And I thought I had a bad weekend

I was complaining to VolMom about my weekend being ruined by faulty merchandise from Ikea. And it was. And trust me - there will be more on that later. But then my mother told me that Gracie Henson had fallen from the top of the ferris wheel at the fair in Lawrenceburg on Friday - and that kind of put the whole thing in perspective.

Gracie is a childhood friend of my mom's and was her next door neighbor for many years. You hear about these carnival of horrors things almost as urban myth. I never really expected to know someone this happened to.

She's hurt, but according to news sources is "resting" at Vanderbilt hospital. My mother reported that she'd been riding it with her four year old grandson, who of course was left alone in the seat after she slipped out.

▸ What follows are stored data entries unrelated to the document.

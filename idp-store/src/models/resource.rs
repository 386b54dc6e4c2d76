//! Identity resources and API scopes.

use serde::{Deserialize, Serialize};
use sqlx::FromRow;

/// A named group of user claims exposed to clients (e.g. `profile`).
#[derive(Debug, Clone, PartialEq, Eq, FromRow, Serialize, Deserialize)]
pub struct IdentityResource {
    pub name: String,
    pub display_name: String,
    pub claim_types: Vec<String>,
}

/// A named API permission a client can request.
#[derive(Debug, Clone, PartialEq, Eq, FromRow, Serialize, Deserialize)]
pub struct ApiScope {
    pub name: String,
    pub display_name: String,
}
//! Environment-driven host configuration.
//!
//! Defaults are for local development only; in `prod` every value must
//! be set explicitly or startup fails.

use crate::error::HostError;
use std::env;

#[derive(Debug, Clone)]
pub struct HostConfig {
    pub environment: Environment,
    pub service_name: String,
    pub log_level: String,
    pub database: DatabaseConfig,
    pub seed: SeedConfig,
}

#[derive(Debug, Clone, Copy, PartialEq, Eq)]
pub enum Environment {
    Dev,
    Prod,
}

#[derive(Debug, Clone)]
pub struct DatabaseConfig {
    pub url: String,
    pub max_connections: u32,
    pub min_connections: u32,
}

/// Deployment-supplied inputs for the baseline catalog. Client secrets
/// are plaintext here and hashed before they ever reach a store.
#[derive(Debug, Clone)]
pub struct SeedConfig {
    pub machine_client_secret: String,
    pub web_client_secret: String,
    /// Base URL of the interactive web client, used to derive its
    /// redirect URIs.
    pub web_base_url: String,
}

impl HostConfig {
    pub fn from_env() -> Result<Self, HostError> {
        dotenvy::dotenv().ok();

        let env_str = env::var("ENVIRONMENT").unwrap_or_else(|_| "dev".to_string());
        let environment: Environment = env_str
            .parse()
            .map_err(|e: String| HostError::Config(anyhow::anyhow!(e)))?;

        let is_prod = environment == Environment::Prod;

        let config = HostConfig {
            environment,
            service_name: get_env("SERVICE_NAME", Some("idp-host"), is_prod)?,
            log_level: get_env("LOG_LEVEL", Some("info"), is_prod)?,
            database: DatabaseConfig {
                url: get_env(
                    "DATABASE_URL",
                    Some("postgres://localhost/idp_dev"),
                    is_prod,
                )?,
                max_connections: get_env("DATABASE_MAX_CONNECTIONS", Some("5"), is_prod)?
                    .parse()
                    .unwrap_or(5),
                min_connections: get_env("DATABASE_MIN_CONNECTIONS", Some("1"), is_prod)?
                    .parse()
                    .unwrap_or(1),
            },
            seed: SeedConfig {
                machine_client_secret: get_env("SEED_M2M_CLIENT_SECRET", Some("dev-m2m"), is_prod)?,
                web_client_secret: get_env("SEED_WEB_CLIENT_SECRET", Some("dev-web"), is_prod)?,
                web_base_url: get_env(
                    "SEED_WEB_BASE_URL",
                    Some("https://localhost:5001"),
                    is_prod,
                )?,
            },
        };

        config.validate()?;
        Ok(config)
    }

    fn validate(&self) -> Result<(), HostError> {
        if self.database.max_connections == 0 {
            return Err(HostError::Config(anyhow::anyhow!(
                "DATABASE_MAX_CONNECTIONS must be greater than 0"
            )));
        }

        if self.database.min_connections > self.database.max_connections {
            return Err(HostError::Config(anyhow::anyhow!(
                "DATABASE_MIN_CONNECTIONS must not exceed DATABASE_MAX_CONNECTIONS"
            )));
        }

        if self.seed.web_base_url.ends_with('/') {
            return Err(HostError::Config(anyhow::anyhow!(
                "SEED_WEB_BASE_URL must not end with a trailing slash"
            )));
        }

        Ok(())
    }
}

fn get_env(key: &str, default: Option<&str>, is_prod: bool) -> Result<String, HostError> {
    match env::var(key) {
        Ok(val) => Ok(val),
        Err(_) => {
            if is_prod {
                Err(HostError::Config(anyhow::anyhow!(format!(
                    "{} is required in production but not set",
                    key
                ))))
            } else if let Some(def) = default {
                Ok(def.to_string())
            } else {
                Err(HostError::Config(anyhow::anyhow!(format!(
                    "{} is required but not set",
                    key
                ))))
            }
        }
    }
}

impl std::str::FromStr for Environment {
    type Err = String;

    fn from_str(s: &str) -> Result<Self, Self::Err> {
        match s.to_lowercase().as_str() {
            "dev" => Ok(Environment::Dev),
            "prod" => Ok(Environment::Prod),
            _ => Err(format!("Invalid environment: {}", s)),
        }
    }
}
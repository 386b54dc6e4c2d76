//! Bootstrap orchestrator.
//!
//! Runs once per process start, before any listener opens: migrate the
//! operational store, migrate the configuration store, then seed
//! clients, identity resources, and API scopes from the baseline
//! catalog. Steps execute strictly in that order with no concurrency;
//! the first failure is terminal and the error propagates to the host,
//! which must abort startup.

use crate::catalog::BaselineCatalog;
use idp_store::seed::{seed_api_scopes, seed_clients, seed_identity_resources};
use idp_store::{ConfigurationSeed, MigrateStore, SeedCategory, SeedOutcome, StoreError};
use thiserror::Error;

/// Progress of one bootstrap run.
#[derive(Debug, Clone, Copy, PartialEq, Eq)]
pub enum BootstrapState {
    NotStarted,
    MigratingOperational,
    MigratingConfiguration,
    SeedingClients,
    SeedingIdentityResources,
    SeedingApiScopes,
    Ready,
    Failed,
}

#[derive(Debug, Error)]
pub enum BootstrapError {
    /// Bootstrap is single-shot; a second `run` on the same instance is
    /// a caller bug.
    #[error("bootstrap already ran (state {0:?})")]
    AlreadyRan(BootstrapState),

    #[error("operational store migration failed: {0}")]
    OperationalMigration(#[source] StoreError),

    #[error("configuration store migration failed: {0}")]
    ConfigurationMigration(#[source] StoreError),

    #[error("seeding {category} failed: {source}")]
    Seed {
        category: SeedCategory,
        #[source]
        source: StoreError,
    },
}

/// What each category's seeding pass did, for operator-facing logs.
#[derive(Debug, Clone, Copy, PartialEq, Eq)]
pub struct BootstrapReport {
    pub clients: SeedOutcome,
    pub identity_resources: SeedOutcome,
    pub api_scopes: SeedOutcome,
}

/// Single-shot bootstrap of both stores.
///
/// Generic over the store contracts so tests can drive the exact same
/// sequencing with in-memory stores.
pub struct Bootstrap {
    state: BootstrapState,
}

impl Bootstrap {
    pub fn new() -> Self {
        Self {
            state: BootstrapState::NotStarted,
        }
    }

    pub fn state(&self) -> BootstrapState {
        self.state
    }

    /// Migrate both stores, then seed the configuration store from the
    /// catalog. On any failure the state becomes [`BootstrapState::Failed`]
    /// and the error propagates; already-committed categories stay
    /// committed.
    pub async fn run<O, C>(
        &mut self,
        operational: &O,
        configuration: &C,
        catalog: &BaselineCatalog,
    ) -> Result<BootstrapReport, BootstrapError>
    where
        O: MigrateStore + Sync,
        C: MigrateStore + ConfigurationSeed + Sync,
    {
        if self.state != BootstrapState::NotStarted {
            return Err(BootstrapError::AlreadyRan(self.state));
        }

        let result = self.run_steps(operational, configuration, catalog).await;
        match &result {
            Ok(_) => {
                self.state = BootstrapState::Ready;
                tracing::info!("Bootstrap complete; stores are migrated and seeded");
            }
            Err(error) => {
                let failed_step = self.state;
                self.state = BootstrapState::Failed;
                tracing::error!(step = ?failed_step, error = %error, "Bootstrap failed");
            }
        }
        result
    }

    async fn run_steps<O, C>(
        &mut self,
        operational: &O,
        configuration: &C,
        catalog: &BaselineCatalog,
    ) -> Result<BootstrapReport, BootstrapError>
    where
        O: MigrateStore + Sync,
        C: MigrateStore + ConfigurationSeed + Sync,
    {
        self.state = BootstrapState::MigratingOperational;
        operational
            .migrate_to_latest()
            .await
            .map_err(BootstrapError::OperationalMigration)?;

        self.state = BootstrapState::MigratingConfiguration;
        configuration
            .migrate_to_latest()
            .await
            .map_err(BootstrapError::ConfigurationMigration)?;

        self.state = BootstrapState::SeedingClients;
        let clients = seed_clients(configuration, catalog.clients())
            .await
            .map_err(|source| BootstrapError::Seed {
                category: SeedCategory::Clients,
                source,
            })?;

        self.state = BootstrapState::SeedingIdentityResources;
        let identity_resources =
            seed_identity_resources(configuration, catalog.identity_resources())
                .await
                .map_err(|source| BootstrapError::Seed {
                    category: SeedCategory::IdentityResources,
                    source,
                })?;

        self.state = BootstrapState::SeedingApiScopes;
        let api_scopes = seed_api_scopes(configuration, catalog.api_scopes())
            .await
            .map_err(|source| BootstrapError::Seed {
                category: SeedCategory::ApiScopes,
                source,
            })?;

        Ok(BootstrapReport {
            clients,
            identity_resources,
            api_scopes,
        })
    }
}

impl Default for Bootstrap {
    fn default() -> Self {
        Self::new()
    }
}
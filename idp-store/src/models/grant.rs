//! Persisted grant model for the operational store.

use chrono::{DateTime, Utc};
use serde::{Deserialize, Serialize};
use sqlx::FromRow;

/// An operational record of an issued authorization artifact: a refresh
/// token, a consent, or a device code.
///
/// Rows are created and consumed by the token runtime; the bootstrap
/// flow only migrates the store they live in. `data` is an opaque
/// serialized blob owned by the runtime.
#[derive(Debug, Clone, PartialEq, Eq, FromRow, Serialize, Deserialize)]
pub struct PersistedGrant {
    #[sqlx(rename = "grant_key")]
    pub key: String,
    pub grant_type: String,
    pub subject_id: Option<String>,
    pub client_id: String,
    pub creation_utc: DateTime<Utc>,
    pub expiration_utc: Option<DateTime<Utc>>,
    pub consumed_utc: Option<DateTime<Utc>>,
    pub data: String,
}

impl PersistedGrant {
    /// Check if the grant is past its expiration.
    pub fn is_expired(&self, now: DateTime<Utc>) -> bool {
        self.expiration_utc.is_some_and(|expires| expires <= now)
    }
}

#[cfg(test)]
mod tests {
    use super::*;
    use chrono::Duration;

    fn grant(expiration_utc: Option<DateTime<Utc>>) -> PersistedGrant {
        PersistedGrant {
            key: "k1".to_string(),
            grant_type: "refresh_token".to_string(),
            subject_id: Some("subject-1".to_string()),
            client_id: "interactive.web".to_string(),
            creation_utc: Utc::now(),
            expiration_utc,
            consumed_utc: None,
            data: "{}".to_string(),
        }
    }

    #[test]
    fn grant_with_past_expiration_is_expired() {
        let now = Utc::now();
        assert!(grant(Some(now - Duration::minutes(1))).is_expired(now));
    }

    #[test]
    fn grant_without_expiration_never_expires() {
        assert!(!grant(None).is_expired(Utc::now()));
    }
}
//! PostgreSQL connection management.

use crate::error::StoreError;
use sqlx::postgres::{PgPool, PgPoolOptions};
use std::time::Duration;

/// Create a PostgreSQL connection pool.
///
/// Both logical stores share this one physical connection target; they
/// live in separate schemas on it.
pub async fn create_pool(
    database_url: &str,
    max_connections: u32,
    min_connections: u32,
) -> Result<PgPool, StoreError> {
    tracing::info!(
        max_connections = max_connections,
        min_connections = min_connections,
        "Connecting to PostgreSQL"
    );

    let pool = PgPoolOptions::new()
        .max_connections(max_connections)
        .min_connections(min_connections)
        .acquire_timeout(Duration::from_secs(30))
        .idle_timeout(Duration::from_secs(600))
        .connect(database_url)
        .await
        .map_err(StoreError::Connectivity)?;

    tracing::info!("PostgreSQL connection pool established");

    Ok(pool)
}

/// Check store reachability with a trivial round trip.
///
/// Run before bootstrap so an unreachable store surfaces as a
/// connectivity failure rather than a mid-migration error.
pub async fn health_check(pool: &PgPool) -> Result<(), StoreError> {
    sqlx::query("SELECT 1")
        .execute(pool)
        .await
        .map_err(StoreError::Connectivity)?;
    Ok(())
}
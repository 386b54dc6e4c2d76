//! Persistence layer for the identity provider.
//!
//! Two logically separate stores share one physical PostgreSQL target:
//! the configuration store (registered clients, identity resources,
//! API scopes) and the operational store (persisted grants). Each
//! lives in its own schema with its own migration history, so they
//! migrate and seed independently.

pub mod configuration;
pub mod db;
pub mod error;
pub mod migrate;
pub mod models;
pub mod operational;
pub mod seed;

pub use configuration::ConfigurationStore;
pub use error::StoreError;
pub use migrate::MigrateStore;
pub use models::{ApiScope, Client, ClientSecret, GrantType, IdentityResource, PersistedGrant};
pub use operational::OperationalStore;
pub use seed::{
    seed_api_scopes, seed_clients, seed_identity_resources, ConfigurationSeed, SeedCategory,
    SeedOutcome,
};
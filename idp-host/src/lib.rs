//! Startup bootstrap for the identity provider.
//!
//! The host runs exactly once per process start, before the serving
//! layer arms its request pipeline: it connects to PostgreSQL, migrates
//! the operational and configuration stores, and seeds the baseline
//! configuration catalog into an empty configuration store. A failed
//! bootstrap exits non-zero so the deployment never serves against an
//! unmigrated or unseeded store.

pub mod bootstrap;
pub mod catalog;
pub mod config;
pub mod error;
pub mod observability;

pub use bootstrap::{Bootstrap, BootstrapError, BootstrapReport, BootstrapState};
pub use catalog::BaselineCatalog;
pub use config::HostConfig;
pub use error::HostError;
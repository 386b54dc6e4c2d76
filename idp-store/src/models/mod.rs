//! Domain models for the configuration and operational stores.

mod client;
mod grant;
mod resource;

pub use client::{Client, ClientSecret, GrantType};
pub use grant::PersistedGrant;
pub use resource::{ApiScope, IdentityResource};
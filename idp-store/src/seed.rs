//! Idempotent baseline seeding.
//!
//! Each category (clients, identity resources, API scopes) is seeded
//! only when the store holds no rows of that category at all. A
//! populated category is left untouched: no diffing, no upserts, no
//! removal. Within a category the whole baseline goes in as one commit.

use crate::error::StoreError;
use crate::models::{ApiScope, Client, IdentityResource};
use async_trait::async_trait;
use serde::{Deserialize, Serialize};

/// The three seedable categories of the configuration store.
#[derive(Debug, Clone, Copy, PartialEq, Eq, Serialize, Deserialize)]
#[serde(rename_all = "snake_case")]
pub enum SeedCategory {
    Clients,
    IdentityResources,
    ApiScopes,
}

impl SeedCategory {
    pub fn as_str(&self) -> &'static str {
        match self {
            Self::Clients => "clients",
            Self::IdentityResources => "identity_resources",
            Self::ApiScopes => "api_scopes",
        }
    }
}

impl std::fmt::Display for SeedCategory {
    fn fmt(&self, f: &mut std::fmt::Formatter<'_>) -> std::fmt::Result {
        write!(f, "{}", self.as_str())
    }
}

/// What a seeding pass did for one category.
#[derive(Debug, Clone, Copy, PartialEq, Eq)]
pub enum SeedOutcome {
    /// The category was empty; the full baseline was inserted.
    Seeded(usize),
    /// At least one row already existed; nothing was written.
    AlreadyPopulated,
}

/// Existence checks and batch inserts the seeder needs from a
/// configuration store. Each `insert_*` must write its whole batch in
/// a single transaction.
#[async_trait]
pub trait ConfigurationSeed {
    async fn any_clients(&self) -> Result<bool, StoreError>;
    async fn insert_clients(&self, items: &[Client]) -> Result<(), StoreError>;

    async fn any_identity_resources(&self) -> Result<bool, StoreError>;
    async fn insert_identity_resources(&self, items: &[IdentityResource])
        -> Result<(), StoreError>;

    async fn any_api_scopes(&self) -> Result<bool, StoreError>;
    async fn insert_api_scopes(&self, items: &[ApiScope]) -> Result<(), StoreError>;
}

/// Seed baseline clients if the store has none.
pub async fn seed_clients<S>(store: &S, items: &[Client]) -> Result<SeedOutcome, StoreError>
where
    S: ConfigurationSeed + ?Sized,
{
    if store.any_clients().await? {
        tracing::info!("Clients already present; skipping seed");
        return Ok(SeedOutcome::AlreadyPopulated);
    }

    store
        .insert_clients(items)
        .await
        .map_err(|e| StoreError::seed_write(SeedCategory::Clients, e))?;

    tracing::info!(count = items.len(), "Seeded baseline clients");
    Ok(SeedOutcome::Seeded(items.len()))
}

/// Seed baseline identity resources if the store has none.
pub async fn seed_identity_resources<S>(
    store: &S,
    items: &[IdentityResource],
) -> Result<SeedOutcome, StoreError>
where
    S: ConfigurationSeed + ?Sized,
{
    if store.any_identity_resources().await? {
        tracing::info!("Identity resources already present; skipping seed");
        return Ok(SeedOutcome::AlreadyPopulated);
    }

    store
        .insert_identity_resources(items)
        .await
        .map_err(|e| StoreError::seed_write(SeedCategory::IdentityResources, e))?;

    tracing::info!(count = items.len(), "Seeded baseline identity resources");
    Ok(SeedOutcome::Seeded(items.len()))
}

/// Seed baseline API scopes if the store has none.
pub async fn seed_api_scopes<S>(store: &S, items: &[ApiScope]) -> Result<SeedOutcome, StoreError>
where
    S: ConfigurationSeed + ?Sized,
{
    if store.any_api_scopes().await? {
        tracing::info!("API scopes already present; skipping seed");
        return Ok(SeedOutcome::AlreadyPopulated);
    }

    store
        .insert_api_scopes(items)
        .await
        .map_err(|e| StoreError::seed_write(SeedCategory::ApiScopes, e))?;

    tracing::info!(count = items.len(), "Seeded baseline API scopes");
    Ok(SeedOutcome::Seeded(items.len()))
}
//! Tracing initialization for the host binary.

use tracing_subscriber::{layer::SubscriberExt, util::SubscriberInitExt};

/// Install the global subscriber: env-filtered, JSON-formatted logs.
/// `RUST_LOG` overrides the configured level.
pub fn init_tracing(log_level: &str) {
    let env_filter = tracing_subscriber::EnvFilter::try_from_default_env()
        .unwrap_or_else(|_| tracing_subscriber::EnvFilter::new(log_level));

    tracing_subscriber::registry()
        .with(env_filter)
        .with(
            tracing_subscriber::fmt::layer()
                .with_file(true)
                .with_line_number(true)
                .json()
                .flatten_event(true),
        )
        .init();
}
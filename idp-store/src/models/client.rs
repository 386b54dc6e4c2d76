//! OAuth2/OIDC client (relying party) model.

use base64::{engine::general_purpose::STANDARD as BASE64, Engine};
use serde::{Deserialize, Serialize};
use sha2::{Digest, Sha256};

/// OAuth2 grant types a client may be allowed to use.
#[derive(Debug, Clone, Copy, PartialEq, Eq, Serialize, Deserialize)]
#[serde(rename_all = "snake_case")]
pub enum GrantType {
    AuthorizationCode,
    ClientCredentials,
    Implicit,
    Hybrid,
    Password,
    RefreshToken,
    DeviceCode,
}

impl GrantType {
    /// Wire/database representation, using the standard OAuth names.
    pub fn as_str(&self) -> &'static str {
        match self {
            Self::AuthorizationCode => "authorization_code",
            Self::ClientCredentials => "client_credentials",
            Self::Implicit => "implicit",
            Self::Hybrid => "hybrid",
            Self::Password => "password",
            Self::RefreshToken => "refresh_token",
            Self::DeviceCode => "urn:ietf:params:oauth:grant-type:device_code",
        }
    }
}

impl std::fmt::Display for GrantType {
    fn fmt(&self, f: &mut std::fmt::Formatter<'_>) -> std::fmt::Result {
        write!(f, "{}", self.as_str())
    }
}

impl std::str::FromStr for GrantType {
    type Err = String;

    fn from_str(s: &str) -> Result<Self, Self::Err> {
        match s {
            "authorization_code" => Ok(Self::AuthorizationCode),
            "client_credentials" => Ok(Self::ClientCredentials),
            "implicit" => Ok(Self::Implicit),
            "hybrid" => Ok(Self::Hybrid),
            "password" => Ok(Self::Password),
            "refresh_token" => Ok(Self::RefreshToken),
            "urn:ietf:params:oauth:grant-type:device_code" => Ok(Self::DeviceCode),
            _ => Err(format!("Invalid grant type: {}", s)),
        }
    }
}

/// A hashed client credential. Only the SHA-256/base64 digest is ever
/// stored; plaintext secrets exist only in deployment configuration.
#[derive(Debug, Clone, PartialEq, Eq, Serialize, Deserialize)]
pub struct ClientSecret {
    pub value: String,
}

impl ClientSecret {
    /// Hash a plaintext secret (SHA-256, base64-encoded digest).
    pub fn from_plain(plain: &str) -> Self {
        let digest = Sha256::digest(plain.as_bytes());
        Self {
            value: BASE64.encode(digest),
        }
    }

    /// Wrap an already-hashed value as read back from the store.
    pub fn from_hash(value: String) -> Self {
        Self { value }
    }
}

/// A registered OAuth2/OIDC relying party.
///
/// `allowed_scopes` holds soft references to [`super::IdentityResource`]
/// and [`super::ApiScope`] names; referential integrity is not enforced
/// at seed time.
#[derive(Debug, Clone, PartialEq, Eq, Serialize, Deserialize)]
pub struct Client {
    pub client_id: String,
    pub display_name: String,
    pub grant_types: Vec<GrantType>,
    pub allowed_scopes: Vec<String>,
    pub redirect_uris: Vec<String>,
    pub secrets: Vec<ClientSecret>,
    pub require_pkce: bool,
    pub allow_offline_access: bool,
}
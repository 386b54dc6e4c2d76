use crate::bootstrap::BootstrapError;
use idp_store::StoreError;
use thiserror::Error;

/// Top-level host failures. Any of these aborts startup; the process
/// exits non-zero and the deployment never serves traffic against an
/// unbootstrapped store.
#[derive(Debug, Error)]
pub enum HostError {
    #[error("Configuration error: {0}")]
    Config(anyhow::Error),

    #[error("Store error: {0}")]
    Store(#[from] StoreError),

    #[error("Bootstrap failed: {0}")]
    Bootstrap(#[from] BootstrapError),
}
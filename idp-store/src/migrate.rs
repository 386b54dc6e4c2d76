//! Schema migration management.
//!
//! Each store carries its own set of versioned SQL migrations, embedded
//! at compile time. The two stores share one physical database but live
//! in separate schemas, and each schema keeps its own migration history
//! table, so the stores migrate independently.

use crate::error::StoreError;
use async_trait::async_trait;
use sqlx::migrate::Migrator;
use sqlx::PgPool;

/// Schema holding the configuration store (clients, resources, scopes).
pub const CONFIGURATION_SCHEMA: &str = "idp_configuration";

/// Schema holding the operational store (persisted grants).
pub const OPERATIONAL_SCHEMA: &str = "idp_operational";

/// Embedded migrations for the configuration store.
pub static CONFIGURATION_MIGRATOR: Migrator = sqlx::migrate!("migrations/configuration");

/// Embedded migrations for the operational store.
pub static OPERATIONAL_MIGRATOR: Migrator = sqlx::migrate!("migrations/operational");

/// Bring a store's schema up to the latest version.
///
/// The contract is the same regardless of backing mechanism: pending
/// migrations apply in version order, each inside its own transaction,
/// and calling on an already-current store is a no-op.
#[async_trait]
pub trait MigrateStore {
    async fn migrate_to_latest(&self) -> Result<(), StoreError>;
}

/// Run an embedded migrator with its history table confined to `schema`.
///
/// A dedicated connection is taken from the pool, its `search_path` is
/// pointed at the schema (creating it if needed) so `_sqlx_migrations`
/// lands there, and the path is reset before the connection returns to
/// the pool.
pub(crate) async fn run_in_schema(
    pool: &PgPool,
    schema: &str,
    migrator: &Migrator,
) -> Result<(), StoreError> {
    tracing::info!(schema = schema, "Running database migrations");

    let mut conn = pool.acquire().await.map_err(StoreError::from_sqlx)?;

    sqlx::query(&format!("CREATE SCHEMA IF NOT EXISTS {}", schema))
        .execute(&mut *conn)
        .await
        .map_err(StoreError::from_sqlx)?;
    sqlx::query(&format!("SET search_path TO {}", schema))
        .execute(&mut *conn)
        .await
        .map_err(StoreError::from_sqlx)?;

    let outcome = migrator.run_direct(&mut *conn).await;

    // Reset even when the migrator failed; the connection goes back to
    // the shared pool either way.
    let reset = sqlx::query("RESET search_path").execute(&mut *conn).await;

    outcome?;
    reset.map_err(StoreError::from_sqlx)?;

    tracing::info!(schema = schema, "Database migrations completed");
    Ok(())
}
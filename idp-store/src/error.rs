//! Error types for the persistence layer.

use crate::seed::SeedCategory;
use thiserror::Error;

/// Errors surfaced by the configuration and operational stores.
///
/// All variants are fatal for the bootstrap flow: nothing in this layer
/// retries or recovers locally, callers decide whether the process may
/// continue (it may not, during startup).
#[derive(Debug, Error)]
pub enum StoreError {
    /// The store is unreachable (connection refused, pool exhausted, TLS).
    #[error("store unreachable: {0}")]
    Connectivity(#[source] sqlx::Error),

    /// A schema migration could not be applied.
    #[error("schema migration failed: {0}")]
    Migration(#[from] sqlx::migrate::MigrateError),

    /// Writing baseline rows for a category failed; the category's
    /// transaction was rolled back.
    #[error("seeding {category} failed: {source}")]
    SeedWrite {
        category: SeedCategory,
        #[source]
        source: Box<StoreError>,
    },

    /// A stored value could not be decoded into its domain type.
    #[error("invalid stored value: {0}")]
    Decode(String),

    /// Any other query failure.
    #[error("database query failed: {0}")]
    Query(sqlx::Error),
}

impl StoreError {
    /// Classify a raw sqlx error, separating connectivity loss from
    /// ordinary query failures.
    pub(crate) fn from_sqlx(err: sqlx::Error) -> Self {
        match err {
            sqlx::Error::Io(_)
            | sqlx::Error::Tls(_)
            | sqlx::Error::PoolTimedOut
            | sqlx::Error::PoolClosed => StoreError::Connectivity(err),
            other => StoreError::Query(other),
        }
    }

    /// Wrap a failure that happened while seeding `category`.
    pub fn seed_write(category: SeedCategory, source: StoreError) -> Self {
        StoreError::SeedWrite {
            category,
            source: Box::new(source),
        }
    }

    /// True when the failure indicates the store cannot be reached at all.
    pub fn is_connectivity(&self) -> bool {
        matches!(self, StoreError::Connectivity(_))
    }
}
mod domain;
mod reconciler;

pub use domain::{StatusEntry, StatusReport, StatusView, ValidationStatus};
pub use reconciler::StatusReconciler;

I expect I've taken my last ferris wheel ride.

Euro-fantasy

Friday night's Euro millions lottery draw had a jackpot of eighty-eight million pounds. That's roughly a squillion dollars what with the weakness of the US currency.

I haven't checked our tickets yet. To check would be to almost certainly ruin the fantasy given the actual odds. I figure I can maximise the entertainment value of the tickets by not checking them for a bit - not knowing that I haven't won.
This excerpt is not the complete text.